Nor can any obligation be derived from EU law to prosecute breaches of the Waste Shipment Regulation under criminal law even in the absence of any territorial connection to the state concerned. Neither Regulation (EC) No 1013/2006 nor the Environmental Crime Directive 2008/99/EC requires such an extensive assertion of jurisdiction. It is only the new Environmental Crime Directive 2024/1203 that provides, for the future, for more far-reaching rules on jurisdiction, which Member States are required to transpose by May 2026.
Conclusion: No carte blanche for beaching, but clearly defined limits
Notably, the Senate expressly points out that, under EU law standards, the specific operation in question very likely constituted an illegal shipment of waste. According to the Court’s findings, however, the vessel was located in an Italian port at the relevant time. From there, it was transported to India for scrapping, which is prohibited under Article 36 of the Waste Shipment Regulation.
In the Court’s view, criminal responsibility for such an infringement is therefore not to be assessed in Germany, but in the state of departure of the shipment. Any corresponding sanctions would thus have to be provided for under Italian criminal law.
The decision confirms that German environmental criminal law is subject to clear territorial limits and that liability is not triggered solely by control or decision-making from within Germany.
The decision of the Hanseatic Higher Regional Court is likely to lead to a “wave” of discontinuations of proceedings in relation to the large number of “beaching” cases still pending.
Indeed, the Hamburg Public Prosecutor’s Office has in the meantime already discontinued a “beaching” case handled by us for lack of sufficient suspicion.
With the implementation of the new EU Environmental Crime Directive, questions of jurisdiction will, however, have to be reassessed in the future. Current developments should therefore be monitored closely.
Frequently Asked Questions on the decision of the OLG Hamburg in the beaching case.
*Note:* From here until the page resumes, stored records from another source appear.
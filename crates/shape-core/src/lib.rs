//! shape-core - typed descriptors for untyped values
//!
//! A descriptor knows which kind of JSON value it accepts and which Rust type
//! it yields when validation succeeds. Primitive descriptors compose into
//! object descriptors, and the declared output type follows the composition:
//!
//! ```
//! use serde_json::json;
//! use shape_core::{boolean, field, number, object, string, Descriptor};
//!
//! let schema = object((
//!     field("yes", boolean()),
//!     field("message", string()),
//!     field("num", number()),
//! ));
//!
//! let (yes, message, num) = schema
//!     .validate(&json!({"yes": true, "message": "ok", "num": 7}))
//!     .unwrap();
//! assert!(yes);
//! assert_eq!(message, "ok");
//! assert_eq!(num, 7.0);
//! ```

mod descriptor;
mod dynamic;
mod error;
mod kind;
mod object;
mod report;

pub use descriptor::{
    boolean, number, string, BoolDescriptor, Descriptor, Infer, Mapped, NumberDescriptor,
    StringDescriptor,
};
pub use dynamic::{AnyDescriptor, DynShape};
pub use error::{Outcome, ValidationError};
pub use kind::Kind;
pub use object::{field, object, Field, Object, ParsePresenceError, Presence, Shape};
pub use report::Report;

pub use serde_json::{Map, Value};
A criminal offense under German law can only arise if the waste intended for disposal itself has a territorial connection to the Federal Republic of Germany. It is required that the waste is “brought into, out of, or through the federal territory.”Merely acting from Germany (e.g., decision-making) is not sufficient.
No, according to the decision of the Hanseatic Higher Regional Court, it is not sufficient that contracts, instructions or other managerial actions occur in Germany. What matters is solely whether the waste physically leaves or passes through the German federal territory.
Section 18a of the Waste Shipment Act (AbfVerbrG) criminalizes certain illegal waste shipments but explicitly links its scope to Section 1 No. 1 AbfVerbrG. The provision therefore applies only to shipments that have a concrete connection to German territory. This limitation has now been expressly confirmed by the Hamburg Higher Regional Court.
According to the Court, prosecution must be examined in the dispatching state of the waste shipment. If the vessel was located in a port of another EU Member State at the relevant time, criminal jurisdiction generally lies there.
The decision is likely to have significant effects on pending investigations. In cases without a physical connection of the waste to German territory, criminal liability under German law usually does not apply. Some proceedings have already been discontinued.
The new Environmental Crime Directive (2024/1203) provides for broader jurisdictional rules, for example concerning acts committed by nationals or acts committed partly within the country. However, these rules must be implemented only by May 2026 and do not apply retroactively.
The decision provides clarity on the limits of German criminal jurisdiction and highlights the importance of carefully assessing the scope of criminal provisions. At the same time, it shows that international disposal operations continue to entail significant legal risks and sanctions — though not necessarily under German criminal law.